Gruchegnka sonreía maliciosamente, mirándole a los ojos.

—Está apenadísimo. Ha sufrido una decepción.

—¿Una decepción?

—Sí; su staretshuele mal.

—Tú siempre con tus bromas. Aliocha, deja que me siente en tus rodillas. Así.

Se sentó. Como una gata mimosa, rodeó el cuello de Aliocha con su brazo derecho.

—Ya verás como consigo hacerte reír, mi piadoso amigo.

¿Puedo seguir sentada en tus rodillas? ¿No te disgusta? Si te molesta, no tienes más que decirlo y me levanto enseguida.

Aliocha guardaba silencio. Permanecía inmóvil y no respondía a las palabras de Gruchegnka. Pero sus sentimientos no eran los que suponía Rakitine, que lo observaba con ojos suspicaces. Su profunda aflicción ahogaba todas las demás sensaciones. Si le hubiera sido posible analizar las cosas, habría advertido que estaba acorazado contra las tentaciones.

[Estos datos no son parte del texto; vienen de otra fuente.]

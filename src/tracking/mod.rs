//! Per-batch change tracking and batch lifecycle observers.

pub(crate) mod change_tracker;
pub(crate) mod observer;
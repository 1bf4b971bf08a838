use std::sync::{Arc, Mutex, PoisonError, Weak};

use crate::foundation::core::BatchId;

/// Listener notified at the four fixed points of every batch.
///
/// `will_layout`/`did_layout` run on the coordination actor, `will_mount`/`did_mount` on the
/// UI actor.
pub trait UiManagerObserver: Send + Sync {
    /// Before the layout pass of `batch`.
    fn will_layout(&self, _batch: BatchId) {}
    /// After the layout pass and diff of `batch`.
    fn did_layout(&self, _batch: BatchId) {}
    /// Before the first closure of `batch` is mounted.
    fn will_mount(&self, _batch: BatchId) {}
    /// After every closure of `batch` has run.
    fn did_mount(&self, _batch: BatchId) {}
}

/// Weak membership set of observers, shared by both actors.
#[derive(Clone, Default)]
pub struct ObserverCoordinator {
    observers: Arc<Mutex<Vec<Weak<dyn UiManagerObserver>>>>,
}

impl std::fmt::Debug for ObserverCoordinator {
    fn fmt(&self, f: &mut std::fmt::Formatter<'_>) -> std::fmt::Result {
        f.debug_struct("ObserverCoordinator")
            .field("observers", &self.len())
            .finish()
    }
}

impl ObserverCoordinator {
    /// Create an empty coordinator.
    pub fn new() -> Self {
        Self::default()
    }

    /// Register `observer`. The coordinator does not keep it alive.
    pub fn add(&self, observer: &Arc<dyn UiManagerObserver>) {
        let mut list = self.lock();
        if !list.iter().any(|w| ptr_eq(w, observer)) {
            list.push(Arc::downgrade(observer));
        }
    }

    /// Unregister `observer`.
    pub fn remove(&self, observer: &Arc<dyn UiManagerObserver>) {
        self.lock().retain(|w| !ptr_eq(w, observer));
    }

    /// Live observers.
    pub fn len(&self) -> usize {
        self.lock().iter().filter(|w| w.strong_count() > 0).count()
    }

    /// Whether no live observer is registered.
    pub fn is_empty(&self) -> bool {
        self.len() == 0
    }

    pub(crate) fn will_layout(&self, batch: BatchId) {
        self.each(|o| o.will_layout(batch));
    }

    pub(crate) fn did_layout(&self, batch: BatchId) {
        self.each(|o| o.did_layout(batch));
    }

    pub(crate) fn will_mount(&self, batch: BatchId) {
        self.each(|o| o.will_mount(batch));
    }

    pub(crate) fn did_mount(&self, batch: BatchId) {
        self.each(|o| o.did_mount(batch));
    }

    fn lock(&self) -> std::sync::MutexGuard<'_, Vec<Weak<dyn UiManagerObserver>>> {
        self.observers.lock().unwrap_or_else(PoisonError::into_inner)
    }

    /// Snapshot live members (pruning dead ones) and notify them outside the lock.
    fn each(&self, f: impl Fn(&dyn UiManagerObserver)) {
        let live: Vec<Arc<dyn UiManagerObserver>> = {
            let mut list = self.lock();
            list.retain(|w| w.strong_count() > 0);
            list.iter().filter_map(Weak::upgrade).collect()
        };
        for o in live {
            f(o.as_ref());
        }
    }
}

fn ptr_eq(weak: &Weak<dyn UiManagerObserver>, strong: &Arc<dyn UiManagerObserver>) -> bool {
    std::ptr::addr_eq(weak.as_ptr(), Arc::as_ptr(strong))
}

#[cfg(test)]
#[path = "../../tests/unit/tracking/observer.rs"]
mod tests;
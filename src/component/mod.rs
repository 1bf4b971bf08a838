//! Component descriptors: per-view-type creation, props and mount hooks.

pub(crate) mod descriptor;
pub(crate) mod registry;
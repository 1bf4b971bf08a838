use std::collections::HashMap;
use std::sync::Arc;

use crate::component::descriptor::{ComponentDescriptor, ViewDescriptor};

/// Name -> component descriptor table, cheap to clone and shared by both actors.
#[derive(Clone, Default)]
pub struct ComponentRegistry {
    by_name: Arc<HashMap<String, Arc<dyn ComponentDescriptor>>>,
}

impl std::fmt::Debug for ComponentRegistry {
    fn fmt(&self, f: &mut std::fmt::Formatter<'_>) -> std::fmt::Result {
        let mut names: Vec<&str> = self.by_name.keys().map(String::as_str).collect();
        names.sort_unstable();
        f.debug_struct("ComponentRegistry")
            .field("components", &names)
            .finish()
    }
}

impl ComponentRegistry {
    /// Empty registry.
    pub fn new() -> Self {
        Self::default()
    }

    /// Registry with the built-in `View` and `RootView` components.
    pub fn with_defaults() -> Self {
        let mut reg = Self::new();
        reg.register(ViewDescriptor::new("View"));
        reg.register(ViewDescriptor::new("RootView"));
        reg
    }

    /// Add or replace a component under its own name.
    pub fn register(&mut self, descriptor: impl ComponentDescriptor + 'static) {
        self.register_arc(Arc::new(descriptor));
    }

    /// Add or replace an already shared component.
    pub fn register_arc(&mut self, descriptor: Arc<dyn ComponentDescriptor>) {
        let name = descriptor.name().to_owned();
        if Arc::make_mut(&mut self.by_name)
            .insert(name.clone(), descriptor)
            .is_some()
        {
            tracing::debug!(component = %name, "component re-registered");
        }
    }

    /// Look up a component.
    pub fn get(&self, name: &str) -> Option<&Arc<dyn ComponentDescriptor>> {
        self.by_name.get(name)
    }

    /// Whether `name` is registered.
    pub fn contains(&self, name: &str) -> bool {
        self.by_name.contains_key(name)
    }

    /// Number of registered components.
    pub fn len(&self) -> usize {
        self.by_name.len()
    }

    /// Whether no component is registered.
    pub fn is_empty(&self) -> bool {
        self.by_name.is_empty()
    }
}

#[cfg(test)]
#[path = "../../tests/unit/component/registry.rs"]
mod tests;
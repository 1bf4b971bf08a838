//! Layout engine seam and the bundled Taffy flexbox implementation.

pub(crate) mod cache;
pub(crate) mod engine;
pub(crate) mod style;
pub(crate) mod taffy_engine;
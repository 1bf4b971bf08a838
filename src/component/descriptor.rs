use std::collections::BTreeSet;

use serde_json::Value;

use crate::foundation::core::{Props, Tag};
use crate::mount::record::MountHook;
use crate::native::view::{BasicView, NativeView};
use crate::shadow::node::ShadowNode;

/// Per-component capability set: how one view type is created, configured and mounted.
///
/// Descriptors are shared by both actors. Shadow-side methods run on the coordination actor,
/// native-side methods on the UI actor.
pub trait ComponentDescriptor: Send + Sync {
    /// Registered component name (e.g. `View`).
    fn name(&self) -> &str;

    /// Allocate the shadow node for a new view.
    fn create_shadow(&self, tag: Tag, root_tag: Tag) -> ShadowNode {
        ShadowNode::new(tag, self.name(), root_tag)
    }

    /// Allocate the native widget for a new view.
    fn create_native(&self, tag: Tag) -> Box<dyn NativeView>;

    /// Merge `props` into the shadow node, returning the changed names.
    fn apply_shadow_props(&self, node: &mut ShadowNode, props: &Props) -> BTreeSet<String> {
        node.merge_props(props)
    }

    /// Push `props` to the native widget.
    fn apply_native_props(&self, view: &mut dyn NativeView, props: &Props) {
        view.set_props(props);
    }

    /// Shadow-side notification that props named in `changed` were set during the batch.
    fn shadow_did_set_props(&self, _node: &mut ShadowNode, _changed: &BTreeSet<String>) {}

    /// Shadow-side notification that the node's children changed during the batch.
    fn shadow_did_update_children(&self, _node: &mut ShadowNode) {}

    /// Optional closure merged with the node's frame mutation at mount time.
    fn mount_hook(&self, _node: &ShadowNode) -> Option<MountHook> {
        None
    }

    /// Component-specific imperative command. Unknown commands are logged and ignored.
    fn dispatch_command(&self, _view: &mut dyn NativeView, command: &str, args: &[Value]) {
        tracing::warn!(
            component = self.name(),
            command,
            args = args.len(),
            "unsupported view command"
        );
    }
}

/// Generic container component backed by [`BasicView`].
#[derive(Debug, Clone)]
pub struct ViewDescriptor {
    name: String,
}

impl ViewDescriptor {
    /// Descriptor registered under `name`.
    pub fn new(name: impl Into<String>) -> Self {
        Self { name: name.into() }
    }
}

impl ComponentDescriptor for ViewDescriptor {
    fn name(&self) -> &str {
        &self.name
    }

    fn create_native(&self, _tag: Tag) -> Box<dyn NativeView> {
        Box::new(BasicView::new())
    }
}
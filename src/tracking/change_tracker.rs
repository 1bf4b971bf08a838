use std::collections::{BTreeMap, BTreeSet};

use crate::foundation::core::Tag;

/// Per-batch record of which nodes changed props or children.
///
/// Keyed by tag; entries are validated against the registry when the batch commits, so a node
/// purged mid-batch is skipped rather than kept alive.
#[derive(Debug, Default, Clone)]
pub struct ChangeTracker {
    props: BTreeMap<Tag, BTreeSet<String>>,
    children: BTreeSet<Tag>,
}

/// Changes swapped out of a [`ChangeTracker`] at a batch boundary.
#[derive(Debug, Default, Clone, PartialEq, Eq)]
pub struct ChangeSet {
    /// Changed prop names per node.
    pub props: BTreeMap<Tag, BTreeSet<String>>,
    /// Nodes whose child list changed.
    pub children: BTreeSet<Tag>,
}

impl ChangeSet {
    /// Whether nothing changed.
    pub fn is_empty(&self) -> bool {
        self.props.is_empty() && self.children.is_empty()
    }
}

impl ChangeTracker {
    /// Create an empty tracker.
    pub fn new() -> Self {
        Self::default()
    }

    /// Union `names` into the set recorded for `tag`.
    pub fn record_props_changed<I>(&mut self, tag: Tag, names: I)
    where
        I: IntoIterator<Item = String>,
    {
        self.props.entry(tag).or_default().extend(names);
    }

    /// Note that `tag` had its children changed.
    pub fn record_children_changed(&mut self, tag: Tag) {
        self.children.insert(tag);
    }

    /// Drop any record for a purged node.
    pub fn forget(&mut self, tag: Tag) {
        self.props.remove(&tag);
        self.children.remove(&tag);
    }

    /// Whether nothing is recorded.
    pub fn is_empty(&self) -> bool {
        self.props.is_empty() && self.children.is_empty()
    }

    /// Swap both collections out for fresh empty ones.
    pub fn take(&mut self) -> ChangeSet {
        ChangeSet {
            props: std::mem::take(&mut self.props),
            children: std::mem::take(&mut self.children),
        }
    }
}

#[cfg(test)]
#[path = "../../tests/unit/tracking/change_tracker.rs"]
mod tests;
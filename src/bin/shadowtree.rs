use std::{
    fmt::Write as _,
    fs::File,
    io::BufReader,
    path::{Path, PathBuf},
};

use anyhow::Context as _;
use clap::{Parser, Subcommand};
use tracing_subscriber::EnvFilter;

#[derive(Parser, Debug)]
#[command(name = "shadowtree", version)]
struct Cli {
    #[command(subcommand)]
    cmd: Cmd,
}

#[derive(Subcommand, Debug)]
enum Cmd {
    /// Replay a command script through both actors and print the resulting native tree.
    Replay(ReplayArgs),
}

#[derive(Parser, Debug)]
struct ReplayArgs {
    /// Input script JSON: `{ "batches": [[command, ...], ...] }`.
    #[arg(long = "in")]
    in_path: PathBuf,

    /// Options JSON (defaults when omitted).
    #[arg(long)]
    opts: Option<PathBuf>,

    /// Print the frame mutation records of every batch.
    #[arg(long)]
    dump_records: bool,
}

#[derive(serde::Deserialize, Debug)]
#[serde(deny_unknown_fields)]
struct Script {
    batches: Vec<Vec<shadowtree::Command>>,
}

fn main() -> anyhow::Result<()> {
    tracing_subscriber::fmt()
        .with_env_filter(
            EnvFilter::try_from_default_env().unwrap_or_else(|_| EnvFilter::new("info")),
        )
        .with_writer(std::io::stderr)
        .init();

    let cli = Cli::parse();
    match cli.cmd {
        Cmd::Replay(args) => cmd_replay(args),
    }
}

fn read_script(path: &Path) -> anyhow::Result<Script> {
    let f = File::open(path).with_context(|| format!("open script '{}'", path.display()))?;
    let r = BufReader::new(f);
    let script: Script = serde_json::from_reader(r).with_context(|| "parse script JSON")?;
    Ok(script)
}

fn cmd_replay(args: ReplayArgs) -> anyhow::Result<()> {
    let script = read_script(&args.in_path)?;
    let opts = match &args.opts {
        Some(path) => shadowtree::UiManagerOpts::from_path(path)?,
        None => shadowtree::UiManagerOpts::default(),
    };

    let rt = shadowtree::Runtime::start(opts, shadowtree::ComponentRegistry::with_defaults())?;
    for (i, batch) in script.batches.into_iter().enumerate() {
        for cmd in batch {
            rt.dispatch(cmd)?;
        }
        rt.batch_did_complete()?;
        if args.dump_records {
            let records = rt.with_manager(|m| m.last_records().to_vec())?;
            println!("batch {i}: {} records", records.len());
            for r in &records {
                println!("  {}", serde_json::to_string(r)?);
            }
        }
    }
    rt.flush()?;

    let tree = rt.with_views(render_tree)?;
    print!("{tree}");
    rt.shutdown()?;
    Ok(())
}

fn render_tree(views: &mut shadowtree::NativeRegistry) -> String {
    let mut out = String::new();
    let roots: Vec<shadowtree::Tag> = views.roots().collect();
    for root in roots {
        render_node(views, root, 0, &mut out);
    }
    out
}

fn render_node(
    views: &shadowtree::NativeRegistry,
    tag: shadowtree::Tag,
    depth: usize,
    out: &mut String,
) {
    let Some(node) = views.get(tag) else {
        return;
    };
    let f = node.view().frame();
    let _ = writeln!(
        out,
        "{:indent$}{tag} {} [{}, {}, {}x{}]{}",
        "",
        node.view_name(),
        f.x0,
        f.y0,
        f.width(),
        f.height(),
        if node.view().is_hidden() { " hidden" } else { "" },
        indent = depth * 2,
    );
    for &child in node.children() {
        render_node(views, child, depth + 1, out);
    }
}
use crate::foundation::core::{LayoutDirection, LayoutMetrics, Tag};
use crate::foundation::error::ShadowResult;
use crate::shadow::registry::ShadowRegistry;

/// Layout capability consumed by the mutation planner.
///
/// Given a root (its style, available size and pending-layout set), produce the metrics of
/// every node in the root's subtree, in pre-order. Implementations may skip recomputing
/// subtrees that contain no pending node.
pub trait LayoutEngine {
    /// Lay out the tree under `root`.
    fn layout(
        &mut self,
        tree: &ShadowRegistry,
        root: Tag,
        base_direction: LayoutDirection,
    ) -> ShadowResult<Vec<(Tag, LayoutMetrics)>>;

    /// Drop any engine-side state for a purged node.
    fn forget(&mut self, _tag: Tag) {}
}
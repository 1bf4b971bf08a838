use super::*;

#[test]
fn missing_fields_keep_defaults() {
    let opts = UiManagerOpts::from_json_str(r#"{ "strictChildIndices": true }"#).unwrap();
    assert!(opts.strict_child_indices);
    assert!(opts.layout_animations);
    assert_eq!(opts.ui_thread_name, "shadowtree-ui");
}

#[test]
fn direction_parses_lowercase() {
    let opts = UiManagerOpts::from_json_str(r#"{ "defaultLayoutDirection": "rtl" }"#).unwrap();
    assert_eq!(opts.default_layout_direction, LayoutDirection::Rtl);
}

#[test]
fn unknown_fields_are_rejected() {
    let err = UiManagerOpts::from_json_str(r#"{ "strict": true }"#).unwrap_err();
    assert!(matches!(err, ShadowError::Serde(_)));
}

#[test]
fn missing_file_is_an_error() {
    assert!(UiManagerOpts::from_path("/nonexistent/shadowtree-opts.json").is_err());
}
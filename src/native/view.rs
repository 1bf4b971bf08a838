use std::any::Any;
use std::collections::BTreeSet;

use crate::foundation::core::{Affine, LayoutDirection, Props, Rect, Tag, merge_props};

/// Animatable visual state of a native view, independent of its frame.
#[derive(Clone, Copy, Debug, PartialEq)]
pub struct VisualState {
    /// Opacity in `[0, 1]`.
    pub opacity: f64,
    /// Transform applied around the view's frame.
    pub transform: Affine,
}

impl Default for VisualState {
    fn default() -> Self {
        Self {
            opacity: 1.0,
            transform: Affine::IDENTITY,
        }
    }
}

/// Native widget contract.
///
/// Native views are created and touched only on the UI actor, so they need not be `Send`.
pub trait NativeView: Any {
    /// Apply a prop update (already filtered by the owning component).
    fn set_props(&mut self, props: &Props);
    /// Position the view in its parent's coordinates.
    fn set_frame(&mut self, frame: Rect);
    /// Current frame.
    fn frame(&self) -> Rect;
    /// Show or hide the view.
    fn set_hidden(&mut self, hidden: bool);
    /// Whether the view is hidden.
    fn is_hidden(&self) -> bool;
    /// Apply the resolved layout direction.
    fn set_layout_direction(&mut self, direction: LayoutDirection);
    /// Current opacity and transform.
    fn visual_state(&self) -> VisualState;
    /// Replace opacity and transform.
    fn set_visual_state(&mut self, state: VisualState);

    /// Props named in `changed` were updated during the last batch.
    fn did_set_props(&mut self, _changed: &BTreeSet<String>) {}
    /// The child list was updated during the last batch.
    fn did_update_children(&mut self, _children: &[Tag]) {}

    /// Downcast support.
    fn as_any(&self) -> &dyn Any;
    /// Mutable downcast support.
    fn as_any_mut(&mut self) -> &mut dyn Any;
}

/// In-memory native view that records what was applied to it.
///
/// Used by the replay binary and by tests; embedders provide their own widgets.
#[derive(Clone, Debug, Default)]
pub struct BasicView {
    props: Props,
    frame: Rect,
    hidden: bool,
    direction: LayoutDirection,
    visual: VisualState,
    /// Number of frame assignments.
    pub(crate) frame_writes: usize,
    /// Prop names reported through `did_set_props`, in arrival order.
    pub(crate) props_notifications: Vec<BTreeSet<String>>,
    /// Number of `did_update_children` calls.
    pub(crate) children_notifications: usize,
}

impl BasicView {
    /// Create an empty view.
    pub fn new() -> Self {
        Self::default()
    }

    /// Props applied so far (merged).
    pub fn props(&self) -> &Props {
        &self.props
    }

    /// Last applied layout direction.
    pub fn layout_direction(&self) -> LayoutDirection {
        self.direction
    }

    /// How many times the frame was assigned.
    pub fn frame_writes(&self) -> usize {
        self.frame_writes
    }

    /// Change sets reported through `did_set_props`.
    pub fn props_notifications(&self) -> &[BTreeSet<String>] {
        &self.props_notifications
    }

    /// Number of `did_update_children` calls.
    pub fn children_notifications(&self) -> usize {
        self.children_notifications
    }
}

impl NativeView for BasicView {
    fn set_props(&mut self, props: &Props) {
        merge_props(&mut self.props, props);
    }

    fn set_frame(&mut self, frame: Rect) {
        self.frame = frame;
        self.frame_writes += 1;
    }

    fn frame(&self) -> Rect {
        self.frame
    }

    fn set_hidden(&mut self, hidden: bool) {
        self.hidden = hidden;
    }

    fn is_hidden(&self) -> bool {
        self.hidden
    }

    fn set_layout_direction(&mut self, direction: LayoutDirection) {
        self.direction = direction;
    }

    fn visual_state(&self) -> VisualState {
        self.visual
    }

    fn set_visual_state(&mut self, state: VisualState) {
        self.visual = state;
    }

    fn did_set_props(&mut self, changed: &BTreeSet<String>) {
        self.props_notifications.push(changed.clone());
    }

    fn did_update_children(&mut self, _children: &[Tag]) {
        self.children_notifications += 1;
    }

    fn as_any(&self) -> &dyn Any {
        self
    }

    fn as_any_mut(&mut self) -> &mut dyn Any {
        self
    }
}
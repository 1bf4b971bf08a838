use super::*;

#[test]
fn display_prefixes_are_stable() {
    assert!(
        ShadowError::layout("x")
            .to_string()
            .contains("layout anomaly:")
    );
    assert!(ShadowError::mount("x").to_string().contains("mount failure:"));
    assert!(
        ShadowError::actor("x")
            .to_string()
            .contains("actor unavailable:")
    );
    assert!(
        ShadowError::serde("x")
            .to_string()
            .contains("serialization error:")
    );
    assert_eq!(ShadowError::LookupMiss(Tag(3)).to_string(), "unknown tag #3");
}

#[test]
fn other_preserves_source() {
    let base = std::io::Error::other("boom");
    let err = ShadowError::Other(anyhow::Error::new(base));
    assert!(err.to_string().contains("boom"));
}

#[test]
fn lookup_miss_is_classified() {
    assert!(ShadowError::LookupMiss(Tag(1)).is_lookup_miss());
    assert!(!ShadowError::layout("nan").is_lookup_miss());
}

#[test]
#[cfg(debug_assertions)]
#[should_panic(expected = "invariant violation: broken")]
fn invariant_is_fatal_in_debug_builds() {
    let _ = invariant("broken");
}

#[test]
fn absorb_swallows_every_error_kind() {
    absorb("test", Ok(()));
    absorb("test", Err(ShadowError::LookupMiss(Tag(9))));
    absorb("test", Err(ShadowError::layout("nan")));
    absorb("test", Err(ShadowError::mount("panicked")));
}
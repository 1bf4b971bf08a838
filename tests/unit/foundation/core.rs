use super::*;
use serde_json::json;

fn props(v: serde_json::Value) -> Props {
    v.as_object().cloned().unwrap()
}

#[test]
fn merge_props_reports_every_touched_key() {
    let mut p = props(json!({ "width": 10, "opacity": 0.5 }));
    let changed = merge_props(&mut p, &props(json!({ "width": 20, "height": 5 })));
    assert_eq!(
        changed.into_iter().collect::<Vec<_>>(),
        vec!["height".to_string(), "width".to_string()]
    );
    assert_eq!(p["width"], json!(20));
    assert_eq!(p["opacity"], json!(0.5));
}

#[test]
fn merge_props_null_deletes_key() {
    let mut p = props(json!({ "width": 10 }));
    let changed = merge_props(&mut p, &props(json!({ "width": null })));
    assert!(changed.contains("width"));
    assert!(!p.contains_key("width"));
}

#[test]
fn display_and_direction_props_parse() {
    assert_eq!(DisplayType::from_prop(Some(&json!("none"))), DisplayType::None);
    assert_eq!(DisplayType::from_prop(Some(&json!("inline"))), DisplayType::Inline);
    assert_eq!(DisplayType::from_prop(None), DisplayType::Flex);
    assert_eq!(LayoutDirection::from_prop(Some(&json!("rtl"))), Some(LayoutDirection::Rtl));
    assert_eq!(LayoutDirection::from_prop(Some(&json!("inherit"))), None);
}

#[test]
fn metrics_finiteness_checks_all_rects() {
    let mut m = LayoutMetrics {
        frame: Rect::new(0.0, 0.0, 10.0, 10.0),
        content_frame: Rect::new(0.0, 0.0, 10.0, 10.0),
        border: Insets::ZERO,
        display: DisplayType::Flex,
        direction: LayoutDirection::Ltr,
    };
    assert!(m.is_finite());
    m.content_frame.x1 = f64::NAN;
    assert!(!m.is_finite());
}

#[test]
fn tag_zero_is_invalid() {
    assert!(!Tag(0).is_valid());
    assert!(Tag(7).is_valid());
    assert_eq!(Tag(7).to_string(), "#7");
}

A pesar de la insensibilidad en que le tenía sumido su abrumadora tristeza, experimentó una sensación extraña que le produjo gran asombro: aquella desenvuelta joven no le inspiraba el temor que en su alma iba siempre unido a la imagen de la mujer; por el contrario tenerla sentada en sus rodillas y rodeándole el cuello con el brazo despertaba en él un sentimiento inesperado, una cándida curiosidad que no tenía relación alguna con el temor. Esto era lo que le sorprendía.

—¡Bueno, basta de hablar por hablar! —exclamó Rakitine—. Ahora venga el champán. Me lo prometiste.

—Es verdad, Aliocha: le prometí invitarle a champán si te traía... Fenia, trae la botella que nos ha dejado Mitia. Date prisa. Aunque no soy despilfarradora, los invitaré. No lo hago por ti, Rakitine, pues tú sólo eres un pobre diablo, sino por Aliocha. No tengo humor para nada, pero beberé con vosotros.

—¿Qué es lo que esperas, si puede saberse? —preguntó Rakitine, como si no advirtiese la mordacidad de Gruchegnka.